Efficient Metric Collection in PyTorch: Avoiding the Performance Pitfalls of TorchMetrics | Towards Data Science
The metric collection is an integral part of each machine learning project, which allows us to track the performance of the model and control the progress of learning. Ideally, the metrics should be collected and calculated without any additional overhead costs in the learning process. However, like other components of the learning loop, ineffective metric calculations can introduce unnecessary overhead costs, increase training time and inflate training costs.
This post is the seventh in our series about the profiling and optimization of performance in Pytorch. The series was aimed at emphasizing the critical role of productivity analysis and optimization in the development of machine learning.
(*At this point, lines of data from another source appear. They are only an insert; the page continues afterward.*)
pub mod address;
pub mod block;
pub mod notification;
pub mod transaction;
pub mod types;
pub mod webhook;

pub use address::{Address, Balance};
pub use block::Block;
pub use notification::{Notification, NotificationType};
pub use transaction::{Input, Output, Transaction};
pub use types::Network;
pub use webhook::{Webhook, WebhookEvent, WebhookEventType};
// SPDX-License-Identifier: MIT

//! Expression evaluation kit
//!
//! - `expression` - tokenizer, shunting-yard converter and AST builder
//! - `graph` - decomposition of a tree into dependent tasks
//! - `error` - error types shared by the whole crate

pub mod error;
pub mod expression;
pub mod graph;
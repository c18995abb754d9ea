// SPDX-License-Identifier: MIT

//! Tokenizer and token-sequence validation

use super::ast::Operator;
use crate::calc::error::ParseError;

/// A lexical unit of an arithmetic expression
#[derive(Debug, Clone, Copy, PartialEq)]
pub enum Token {
    Number(f64),
    Operator(Operator),
    LeftParen,
    RightParen,
}

impl Token {
    fn is_operator(&self) -> bool {
        matches!(self, Token::Operator(_))
    }

    /// Can this token end an operand (`2`, `)`)
    fn ends_value(&self) -> bool {
        matches!(self, Token::Number(_) | Token::RightParen)
    }

    /// Can this token start an operand (`2`, `(`)
    fn starts_value(&self) -> bool {
        matches!(self, Token::Number(_) | Token::LeftParen)
    }
}

impl std::fmt::Display for Token {
    fn fmt(&self, f: &mut std::fmt::Formatter<'_>) -> std::fmt::Result {
        match self {
            Token::Number(n) => write!(f, "{}", n),
            Token::Operator(op) => write!(f, "{}", op),
            Token::LeftParen => write!(f, "("),
            Token::RightParen => write!(f, ")"),
        }
    }
}

/// Split expression text into tokens and validate the sequence.
///
/// Returns the first problem found; no partial token list is produced.
pub fn tokenize(input: &str) -> Result<Vec<Token>, ParseError> {
    let tokens = scan(input)?;
    validate(&tokens)?;
    Ok(tokens)
}

fn scan(input: &str) -> Result<Vec<Token>, ParseError> {
    let mut tokens = Vec::new();
    let mut chars = input.chars().enumerate().peekable();

    while let Some((position, c)) = chars.next() {
        match c {
            c if c.is_whitespace() => {}
            '0'..='9' | '.' => {
                let mut literal = String::from(c);
                while let Some((_, next)) =
                    chars.next_if(|(_, n)| n.is_ascii_digit() || *n == '.')
                {
                    literal.push(next);
                }
                // Digit runs too long for f64 parse to infinity
                let value = literal
                    .parse::<f64>()
                    .ok()
                    .filter(|v| v.is_finite())
                    .ok_or_else(|| ParseError::InvalidNumber(literal.clone()))?;
                tokens.push(Token::Number(value));
            }
            '(' => tokens.push(Token::LeftParen),
            ')' => tokens.push(Token::RightParen),
            c => match Operator::from_symbol(c) {
                Some(op) => tokens.push(Token::Operator(op)),
                None => return Err(ParseError::InvalidCharacter { ch: c, position }),
            },
        }
    }

    Ok(tokens)
}

fn validate(tokens: &[Token]) -> Result<(), ParseError> {
    let mut depth: usize = 0;
    for token in tokens {
        match token {
            Token::LeftParen => depth += 1,
            Token::RightParen => {
                depth = depth
                    .checked_sub(1)
                    .ok_or(ParseError::UnbalancedParentheses)?;
            }
            _ => {}
        }
    }
    if depth != 0 {
        return Err(ParseError::UnbalancedParentheses);
    }

    let (Some(first), Some(last)) = (tokens.first(), tokens.last()) else {
        return Err(ParseError::EmptyExpression);
    };

    for pair in tokens.windows(2) {
        let (prev, next) = (&pair[0], &pair[1]);
        if prev.is_operator() && next.is_operator() {
            return Err(ParseError::ConsecutiveOperators);
        }
        if prev.ends_value() && next.starts_value() {
            return Err(ParseError::ConsecutiveOperands);
        }
        if (prev.is_operator() && *next == Token::RightParen)
            || (*prev == Token::LeftParen && next.is_operator())
        {
            return Err(ParseError::DanglingOperator);
        }
    }

    if first.is_operator() || last.is_operator() {
        return Err(ParseError::DanglingOperator);
    }

    Ok(())
}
Each post was focused at different stages of the training pipeline, demonstrating practical tools and methods for analyzing and increasing the use of resources and the effectiveness of the execution time.
In this issue, we are focused on the collection of metric. We will demonstrate how a naive implementation of a metric fee can negatively affect the performance of execution and investigate tools and methods for its analysis and optimization.
To implement our metric collection, we will use Torchmetrics a popular library designed to simplify and standardize metric indicators in Pytorch. Our goals will be:
- Demonstrate overhead costs for execution It is caused by a naive implementation of a metric fee.
- Use Pytorch profiles To determine the narrow places of performance presented by metric calculations.
- Demonstrate optimization methods To reduce the overhead costs of a metric fee.
To facilitate our discussion, we will determine the Toy Pytorch model and evaluate how the metric collection can affect its implementation. We will conduct our experiments on the NVIDIA A40 graphic processor, with Pytorch 2.5.1 Docker Image and Torchmetrics 1.6.1.
It is important to note that the behavior of the metrics collection can vary greatly depending on the equipment, the implementation and architecture of the model. Fragments of the code presented in this post are intended only for demonstrative purposes. Please do not interpret our mention of which tool or technique as approval for its use.
Resnet toy model
In the code below, we determine the simple model of the classification of images with the base of Resnet-18.
import time
import torch
import torchvision
device = "cuda"
model = torchvision.models.resnet18().to(device)
criterion = torch.nn.CrossEntropyLoss()
optimizer = torch.optim.SGD(model.parameters())
We define a synthetic set of data that we will use to teach our toy model.
from torch.utils.data import Dataset, DataLoader
# A dataset with random images and labels
class FakeDataset(Dataset):
def __len__(self):
return 100000000
def __getitem__(self, index):
rand_image = torch.randn([3, 224, 224], dtype=torch.float32)
label = torch.tensor(data=index % 1000, dtype=torch.int64)
return rand_image, label
train_set = FakeDataset()
batch_size = 128
num_workers = 12
train_loader = DataLoader(
dataset=train_set,
batch_size=batch_size,
num_workers=num_workers,
pin_memory=True
)
We determine the collection of standard metrics from Torchmetrics, as well as the control flag to enable or disable metrics.
from torchmetrics import (
MeanMetric,
Accuracy,
Precision,
Recall,
F1Score,
)
# toggle to enable/disable metric collection
capture_metrics = False
if capture_metrics:
metrics = {
"avg_loss": MeanMetric(),
"accuracy": Accuracy(task="multiclass", num_classes=1000),
"precision": Precision(task="multiclass", num_classes=1000),
"recall": Recall(task="multiclass", num_classes=1000),
"f1_score": F1Score(task="multiclass", num_classes=1000),
}
# Move all metrics to the device
metrics = {name: metric.to(device) for name, metric in metrics.items()}
Then we determine the Pytorch Profiler copy, as well as the control flag that allows us to turn on or disable profiling. To obtain a detailed textbook on the use of Pytorch Profiler, please refer to the first message in this series.
from torch import profiler
# toggle to enable/disable profiling
enable_profiler = True
if enable_profiler:
prof = profiler.profile(
schedule=profiler.schedule(wait=10, warmup=2, active=3, repeat=1),
on_trace_ready=profiler.tensorboard_trace_handler("./logs/"),
profile_memory=True,
with_stack=True
)
prof.start()
Finally, we determine the standard stage of training:
model.train()
t0 = time.perf_counter()
total_time = 0
count = 0
for idx, (data, target) in enumerate(train_loader):
data = data.to(device, non_blocking=True)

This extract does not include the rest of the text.